As of the beginning of this year, Wittenborg University of Applied Sciences has a new International Sales Director, Tim Birdsall, who has been a sales trainer for 15 years, consulting for companies like IBM and many others.
Birdsall, who wants to double Wittenborg’s student numbers by the end of 2019, believes that as students become more assertive, this requires a comprehensive and highly engaged response from universities’ sales teams. “Students are more demanding from year to year. The questions about study programmes are more specific. Our people need to engage with students at a very detailed level before they feel comfortable,” he said in an interview. Birdsall will be based in Vienna.
How do you see you role as international sales director at Wittenborg?
Our priority will be to develop an (education) agent strategy that allows Wittenborg to double the student body by the end of 2019. We focus on building good relationships with agents because they are often in the same town as their students – they understand their wishes and the economic realities better than we ever can. The second priority is to help an already professional internal sales team structure their activities and raise the level of self-awareness.
This position finally gives me the opportunity to implement some of the best ideas that I know, and avoid some of the mistakes that lots of companies get lost in.
What has your involvement with Wittenborg been up to now?
I have been close to the growth of Wittenborg over the years, and recently I have done some corporate training programmes under the Wittenborg Corporate Development banner. I have not been a lecturer, but sometimes I am called in to do staff training.

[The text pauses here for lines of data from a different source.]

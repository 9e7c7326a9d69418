// src/lib.rs

pub mod cli;
pub mod config;
pub mod control;
pub mod engine;
pub mod errors;
pub mod health;
pub mod logging;
pub mod stage;
pub mod types;

use anyhow::{Context, Result};
use tracing::debug;

use crate::cli::{CliArgs, Command};
use crate::config::loader::{default_config_path, load_and_validate};
use crate::control::{ControlPaths, commands};
use crate::types::ExitStatus;

/// High-level entry point used by `main.rs`.
///
/// Loads the config (every subcommand needs it, if only to locate the state
/// directory) and dispatches to the matching command.
pub async fn run(args: CliArgs) -> Result<ExitStatus> {
    let config_path = args.config.clone().unwrap_or_else(default_config_path);
    let cfg = load_and_validate(&config_path)
        .with_context(|| format!("loading config from {}", config_path.display()))?;
    let paths = ControlPaths::from_config(&cfg);
    debug!(config = %config_path.display(), state_dir = %paths.state_dir.display(), "config loaded");

    let status = match args.command {
        Command::Start { cycles } => commands::start(&cfg, cycles).await?,
        Command::Stop { timeout } => commands::stop(&paths, timeout).await?,
        Command::Status { json } => commands::status(&cfg, json)?,
        Command::Logs { lines } => commands::logs(&paths, lines)?,
        Command::Restart { timeout } => commands::restart(&cfg, timeout).await?,
        Command::Check => commands::check(&cfg)?,
        Command::Health { json, watch } => commands::health(&cfg, json, watch).await?,
    };
    Ok(status)
}
// src/engine/metrics.rs

//! Process-wide counters, single writer / many readers.
//!
//! The orchestrator owns the only [`MetricsStore`]. Every completed cycle
//! produces a fresh immutable [`MetricsSnapshot`] that is published through a
//! `tokio::sync::watch` channel; readers clone an `Arc` and never block the
//! writer.

use std::collections::{BTreeMap, VecDeque};
use std::sync::Arc;
use std::time::Duration;

use chrono::{DateTime, Utc};
use serde::{Deserialize, Serialize};
use tokio::sync::watch;

use crate::engine::cycle::{Cycle, CycleOutcome};
use crate::types::{FailureKind, FailureState};

/// Default length of the recent-outcome window when none is configured.
pub const DEFAULT_OUTCOME_WINDOW: usize = 100;

fn millis(d: Duration) -> u64 {
    u64::try_from(d.as_millis()).unwrap_or(u64::MAX)
}

/// Duration aggregate for one stage, across every run of it.
#[derive(Debug, Clone, Default, PartialEq, Eq, Serialize, Deserialize)]
pub struct StageDurationStats {
    pub runs: u64,
    pub total_ms: u64,
    pub min_ms: u64,
    pub max_ms: u64,
    pub last_ms: u64,
}

impl StageDurationStats {
    fn observe(&mut self, d: Duration) {
        let ms = millis(d);
        self.min_ms = if self.runs == 0 { ms } else { self.min_ms.min(ms) };
        self.max_ms = self.max_ms.max(ms);
        self.runs += 1;
        self.total_ms = self.total_ms.saturating_add(ms);
        self.last_ms = ms;
    }

    pub fn mean_ms(&self) -> Option<u64> {
        (self.runs > 0).then(|| self.total_ms / self.runs)
    }
}

/// The most recent cycle failure, for `status` and `logs`.
#[derive(Debug, Clone, PartialEq, Eq, Serialize, Deserialize)]
pub struct LastFailure {
    pub cycle: u64,
    pub stage: String,
    pub kind: FailureKind,
    pub message: String,
    pub at: DateTime<Utc>,
}

#[derive(Debug, Clone, PartialEq, Serialize, Deserialize)]
pub struct MetricsSnapshot {
    pub started_at: DateTime<Utc>,
    pub updated_at: Option<DateTime<Utc>>,
    /// Completed cycles: `cycles_success + cycles_failed`.
    pub cycles_total: u64,
    pub cycles_success: u64,
    pub cycles_failed: u64,
    /// Cycles cut short by shutdown. Not part of `cycles_total`.
    pub cycles_aborted: u64,
    pub consecutive_failures: u32,
    pub failure_state: FailureState,
    pub items_processed_total: u64,
    pub last_success_at: Option<DateTime<Utc>>,
    pub last_cycle_index: Option<u64>,
    pub last_cycle_duration_ms: Option<u64>,
    /// Sum of all cycle durations, aborted ones included.
    pub total_cycle_time_ms: u64,
    pub stage_durations: BTreeMap<String, StageDurationStats>,
    /// Newest last; `true` for success. Completed cycles only.
    pub recent_outcomes: VecDeque<bool>,
    pub last_failure: Option<LastFailure>,
}

impl MetricsSnapshot {
    pub fn new(started_at: DateTime<Utc>) -> Self {
        Self {
            started_at,
            updated_at: None,
            cycles_total: 0,
            cycles_success: 0,
            cycles_failed: 0,
            cycles_aborted: 0,
            consecutive_failures: 0,
            failure_state: FailureState::Normal,
            items_processed_total: 0,
            last_success_at: None,
            last_cycle_index: None,
            last_cycle_duration_ms: None,
            total_cycle_time_ms: 0,
            stage_durations: BTreeMap::new(),
            recent_outcomes: VecDeque::new(),
            last_failure: None,
        }
    }

    /// Lifetime success rate; `None` before the first completed cycle.
    pub fn success_rate(&self) -> Option<f64> {
        (self.cycles_total > 0).then(|| self.cycles_success as f64 / self.cycles_total as f64)
    }

    /// Success rate over the trailing `window` completed cycles, with the
    /// number of cycles it was computed over.
    pub fn windowed_success_rate(&self, window: usize) -> Option<(f64, u64)> {
        let n = self.recent_outcomes.len().min(window);
        if n == 0 {
            return None;
        }
        let ok = self.recent_outcomes.iter().rev().take(n).filter(|s| **s).count();
        Some((ok as f64 / n as f64, n as u64))
    }

    pub fn average_cycle_duration_ms(&self) -> Option<u64> {
        let cycles = self.cycles_total + self.cycles_aborted;
        (cycles > 0).then(|| self.total_cycle_time_ms / cycles)
    }

    pub fn uptime(&self, now: DateTime<Utc>) -> Duration {
        (now - self.started_at).to_std().unwrap_or_default()
    }
}

/// Write side. Not `Clone`: there is exactly one writer.
#[derive(Debug)]
pub struct MetricsStore {
    current: MetricsSnapshot,
    window: usize,
    tx: watch::Sender<Arc<MetricsSnapshot>>,
}

/// Read side. Cheap to clone and hand to other tasks.
#[derive(Debug, Clone)]
pub struct MetricsReader {
    rx: watch::Receiver<Arc<MetricsSnapshot>>,
}

impl MetricsStore {
    pub fn new(started_at: DateTime<Utc>, window: usize) -> Self {
        let current = MetricsSnapshot::new(started_at);
        let (tx, _rx) = watch::channel(Arc::new(current.clone()));
        Self {
            current,
            window: window.max(1),
            tx,
        }
    }

    pub fn reader(&self) -> MetricsReader {
        MetricsReader {
            rx: self.tx.subscribe(),
        }
    }

    pub fn snapshot(&self) -> Arc<MetricsSnapshot> {
        self.tx.borrow().clone()
    }

    /// Fold a finished cycle in and publish the new snapshot.
    ///
    /// `consecutive_failures` and `failure_state` come from the failure
    /// controller, which has already seen the same cycle.
    pub fn record_cycle(
        &mut self,
        cycle: &Cycle,
        consecutive_failures: u32,
        failure_state: FailureState,
    ) -> Arc<MetricsSnapshot> {
        let m = &mut self.current;

        for stage in cycle.stages.iter() {
            m.stage_durations
                .entry(stage.stage.clone())
                .or_default()
                .observe(stage.duration());
        }

        m.last_cycle_index = Some(cycle.index);
        m.last_cycle_duration_ms = Some(millis(cycle.duration));
        m.total_cycle_time_ms = m.total_cycle_time_ms.saturating_add(millis(cycle.duration));
        m.consecutive_failures = consecutive_failures;
        m.failure_state = failure_state;
        m.updated_at = Some(cycle.ended_at);

        match cycle.outcome {
            CycleOutcome::Succeeded => {
                m.cycles_total += 1;
                m.cycles_success += 1;
                m.items_processed_total = m
                    .items_processed_total
                    .saturating_add(cycle.items_processed);
                m.last_success_at = Some(cycle.ended_at);
                push_bounded(&mut m.recent_outcomes, true, self.window);
            }
            CycleOutcome::Failed {
                ref stage,
                kind,
                ref message,
            } => {
                m.cycles_total += 1;
                m.cycles_failed += 1;
                m.last_failure = Some(LastFailure {
                    cycle: cycle.index,
                    stage: stage.clone(),
                    kind,
                    message: message.clone(),
                    at: cycle.ended_at,
                });
                push_bounded(&mut m.recent_outcomes, false, self.window);
            }
            CycleOutcome::Aborted { .. } => {
                m.cycles_aborted += 1;
            }
        }

        let snapshot = Arc::new(m.clone());
        self.tx.send_replace(snapshot.clone());
        snapshot
    }
}

fn push_bounded(q: &mut VecDeque<bool>, value: bool, cap: usize) {
    q.push_back(value);
    while q.len() > cap {
        q.pop_front();
    }
}

impl MetricsReader {
    /// Latest published snapshot. Never blocks on the writer.
    pub fn snapshot(&self) -> Arc<MetricsSnapshot> {
        self.rx.borrow().clone()
    }

    /// Wait for the next publication. Errors once the store is dropped.
    pub async fn changed(&mut self) -> Result<Arc<MetricsSnapshot>, watch::error::RecvError> {
        self.rx.changed().await?;
        Ok(self.rx.borrow_and_update().clone())
    }
}
// src/engine/cycle.rs

//! One pipeline attempt and how it ended.

use std::fmt;
use std::time::Duration;

use chrono::{DateTime, Utc};
use serde::{Deserialize, Serialize};

use crate::stage::StageResult;
use crate::types::FailureKind;

/// Why a cycle was cut short without being counted as a failure.
///
/// A plain shutdown request never aborts a cycle; the loop stops after it.
#[derive(Debug, Clone, Copy, PartialEq, Eq, Serialize, Deserialize)]
#[serde(rename_all = "snake_case")]
pub enum AbortReason {
    /// The grace period ran out, or a second request forced the exit.
    Forced,
}

impl fmt::Display for AbortReason {
    fn fmt(&self, f: &mut fmt::Formatter<'_>) -> fmt::Result {
        match self {
            AbortReason::Forced => write!(f, "Forced"),
        }
    }
}

#[derive(Debug, Clone, PartialEq, Eq)]
pub enum CycleOutcome {
    Succeeded,
    Failed {
        stage: String,
        kind: FailureKind,
        message: String,
    },
    Aborted {
        /// The stage that was skipped or interrupted, if any.
        stage: Option<String>,
        reason: AbortReason,
    },
}

impl CycleOutcome {
    pub fn is_success(&self) -> bool {
        matches!(self, CycleOutcome::Succeeded)
    }

    pub fn is_failure(&self) -> bool {
        matches!(self, CycleOutcome::Failed { .. })
    }

    pub fn is_aborted(&self) -> bool {
        matches!(self, CycleOutcome::Aborted { .. })
    }
}

/// A completed (or aborted) cycle. Folded into the metrics and dropped.
#[derive(Debug, Clone)]
pub struct Cycle {
    pub index: u64,
    pub started_at: DateTime<Utc>,
    pub ended_at: DateTime<Utc>,
    /// Monotonic wall time of the whole cycle.
    pub duration: Duration,
    /// Results of the stages that actually ran, in order.
    pub stages: Vec<StageResult>,
    pub outcome: CycleOutcome,
    /// Items reported by the final stage; zero unless the cycle succeeded.
    pub items_processed: u64,
}

/// External trigger handed to stage 0 as its input.
#[derive(Debug, Clone, Serialize, Deserialize, PartialEq, Eq)]
pub struct Trigger {
    pub cycle: u64,
    pub at: DateTime<Utc>,
}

What will your new job entail and what are the particular challenges of the sector?
A big part of the job will be travelling to the locations where our agents are running roadshows and study fairs. This needs good preparation and follow-up. Coupled with the training of the internal sales team and gaining a full understanding of the Wittenborg portfolio, I think my time is going to be pretty full.
Have educational institutes always had sales directors or is it a recent necessity?
I don’t know how common the actual title “sales director” is - I expect Europeans have a traditional view of sales, and will probably not put it into their titles. What I do know is that we are the only institution that makes a full sales training promise to each and every student regardless of the programme they are studying. Sales is still seen as “not completely serious” by academic fraternities, and I would like to change this.
How will you position the Wittenborg brand?
Students are more demanding from year to year. The questions about study programmes are more specific; our people need to engage with students at a very detailed level before they feel comfortable. The Wittenborg brand speaks for quality, intimacy, business and a completely international educational experience in English.
What business credo do you live by?
“Add value in every conversation you have.”
What sort of student were you?
Terrible! Luckily, I come from a family of educationalists. I trained as a cook to avoid going into teaching, but it came back to get me in the end!
What are your interests outside your job?
Skiing in winter, sailing in summer.
Do you have a family?
I am married and have two teenagers.